Abstract Ovulation is the strongest risk factor for ovarian high-grade serous carcinoma (HGSC) that largely originates from the fallopian tube fimbriae and always carries loss-of-function mutations of TP53 in both early and late lesions. Mature ovarian follicle contains high level of reactive oxygen species (ROS). When released from ovulation, follicular fluid (FF) bathes the fimbriae and may lead to DNA double strand break (DSB) and neoplastic transformation. In this study, we examined the mutagenic and tumorigenic activities of human pre-ovulatory FFs.
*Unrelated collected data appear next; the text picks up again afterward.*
use clap::{Parser, Subcommand};
use std::sync::Arc;
use std::time::Duration;
use studykit_core::{KnowledgePointContext, MemoryCredentialStore, Sender, TranscriptSurface};
use studykit_intervention::{InterventionConfig, InterventionMonitor};
use studykit_session::{MemorySessionBackend, StudyTimer, TimerConfig, format_elapsed, format_seconds};

#[derive(Parser)]
#[command(name = "studykit-tools")]
struct Cli {
    #[command(subcommand)]
    command: Commands,
}

#[derive(Subcommand)]
enum Commands {
    /// Run a short study session against the in-memory ledger.
    Demo {
        /// How long to let the timer run.
        #[arg(long, default_value_t = 5)]
        seconds: u64,
        /// Quiz failures to inject.
        #[arg(long, default_value_t = 2)]
        failures: u32,
        #[arg(long, default_value = "Recursion")]
        title: String,
    },
    /// Format an elapsed-seconds value for display.
    Format {
        seconds: f64,
    },
}

#[tokio::main]
async fn main() {
    tracing_subscriber::fmt()
        .with_env_filter(
            tracing_subscriber::EnvFilter::try_from_default_env()
                .unwrap_or_else(|_| "info".into()),
        )
        .init();

    let cli = Cli::parse();
    match cli.command {
        Commands::Demo {
            seconds,
            failures,
            title,
        } => demo(seconds, failures, title).await,
        Commands::Format { seconds } => {
            println!("{}", format_elapsed(seconds));
        }
    }
}

async fn demo(seconds: u64, failures: u32, title: String) {
    let backend = Arc::new(MemorySessionBackend::new());
    let credentials = Arc::new(MemoryCredentialStore::with_token("demo-token"));
    let surface = Arc::new(TranscriptSurface::new(32));
    let context = KnowledgePointContext::new("demo-kp", title);

    let timer = StudyTimer::new(
        backend.clone(),
        credentials,
        Some(context.id.clone()),
        TimerConfig::default(),
    );
    let monitor = InterventionMonitor::spawn(
        InterventionConfig::default(),
        Some(context.clone()),
        surface.clone(),
    );

    timer.start().await;
    for _ in 0..failures {
        monitor.record_failure();
    }
    tokio::time::sleep(Duration::from_secs(seconds)).await;
    timer.stop().await;

    println!(
        "studied \"{}\" for {}",
        context.title,
        format_seconds(timer.elapsed_seconds())
    );
    println!(
        "ledger: {} begun / {} heartbeats / {} ended",
        backend.sessions_begun(),
        backend.heartbeats_received(),
        backend.sessions_ended()
    );
    for message in surface.messages() {
        let who = match message.from {
            Sender::Assistant => "assistant",
            Sender::Learner => "learner",
        };
        println!("[{who}] {}", message.text);
    }
}
//! Removing placed entities.
//!
//! The entity under the cursor is highlighted; clicking it asks the
//! controller to route a removal to the tool that owns it.

use glam::Vec2;

use super::{Tool, ToolMode, ToolSignal};
use crate::entity::EntityId;
use crate::input::{ClickDetector, TickInput};
use crate::placement::PlacementWorld;
use crate::scene::{InstanceId, Scene, Tint};

#[derive(Debug, Clone, Copy, PartialEq, Eq)]
struct Highlight {
    id: EntityId,
    instance: Option<InstanceId>,
}

/// Hover-highlight and delete.
#[derive(Debug, Clone)]
pub struct DestroyTool {
    highlight: Option<Highlight>,
    cancel_click: ClickDetector,
}

impl DestroyTool {
    /// Create an idle destroy tool.
    #[must_use]
    pub fn new(world: &PlacementWorld) -> Self {
        Self {
            highlight: None,
            cancel_click: ClickDetector::new(
                world.config.click_max_duration_secs,
                world.config.click_max_drag_pixels,
            ),
        }
    }

    /// Entity currently highlighted.
    #[must_use]
    pub fn highlighted(&self) -> Option<EntityId> {
        self.highlight.map(|highlight| highlight.id)
    }

    fn clear_highlight(&mut self, scene: &mut dyn Scene) {
        if let Some(Highlight {
            instance: Some(instance),
            ..
        }) = self.highlight.take()
        {
            scene.restore_appearance(instance);
        }
    }

    fn hover(&mut self, world: &PlacementWorld, scene: &mut dyn Scene, cursor: Option<Vec2>) {
        let target = cursor
            .and_then(|cursor| scene.pick_entity(cursor))
            .and_then(|id| world.entities.get(id))
            .map(|entity| Highlight {
                id: entity.id,
                instance: entity.instance,
            });

        if target == self.highlight {
            return;
        }

        self.clear_highlight(scene);
        if let Some(highlight) = target {
            if let Some(instance) = highlight.instance {
                scene.set_tint(instance, Tint::Highlight);
            }
            tracing::trace!("Highlighting entity {}", highlight.id);
        }
        self.highlight = target;
    }
}

impl Tool for DestroyTool {
    fn mode(&self) -> ToolMode {
        ToolMode::Destroy
    }

    fn activate(
        &mut self,
        world: &mut PlacementWorld,
        scene: &mut dyn Scene,
        cursor: Option<Vec2>,
    ) -> bool {
        self.cancel_click.reset();
        self.hover(world, scene, cursor);
        true
    }

    fn deactivate(&mut self, _world: &mut PlacementWorld, scene: &mut dyn Scene) {
        self.clear_highlight(scene);
        self.cancel_click.reset();
    }

    fn tick(
        &mut self,
        world: &mut PlacementWorld,
        scene: &mut dyn Scene,
        input: &TickInput,
    ) -> ToolSignal {
        let right_click = self
            .cancel_click
            .update(input.secondary, input.time, input.cursor);
        if input.cancel || right_click {
            return ToolSignal::Exit;
        }

        self.hover(world, scene, input.cursor);

        if input.primary.just_pressed {
            if let Some(highlight) = self.highlight.take() {
                return ToolSignal::Remove(highlight.id);
            }
        }

        ToolSignal::Continue
    }
}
A subset (6/11) of FFs was found with high levels of ROS whereas the antioxidant capacities were indifferent. These ROS-high FFs induced intracellular ROS and DSBs in the secretory cell population of fimbriae epithelium. In the context of p53 and Rb deficiency in an E6/E7 immortalized fimbria secretory cell line, FF-exposed secretory cells overcame apoptosis and maintained the population carrying ROS and DSB. The cancer initiation effects of FF were further recapitulated in Trp53-/- mice. When introduced into the mammary fat pad, ROS-high but not ROS-low FFs induced early-onset B-cell lymphoma. Cotreatment with physiological concentration of melatonin, a potent antioxidant, ameliorated the mutagenic and tumorigenic effect of ROS-high FF in vitro and in vivo. The study revealed ROS and mitogens in mature ovarian follicles could initiate the transformation of fimbria epithelium in the context of p53 loss and melatonin is a potent preventive agent. Citation Format: Tang-Yuan Chu, Hsuan-Shun Huang, Che-Fang Hsu. Mutagenic and tumorigenic effects of follicular fluid in the context of p53 loss: Initiation of fimbria carcinogenesis. [abstract]. In: Proceedings of the AACR Special Conference on Advances in Ovarian Cancer Research: Exploiting Vulnerabilities; Oct 17-20, 2015; Orlando, FL. Philadelphia (PA): AACR; Clin Cancer Res 2016;22(2 Suppl):Abstract nr B01.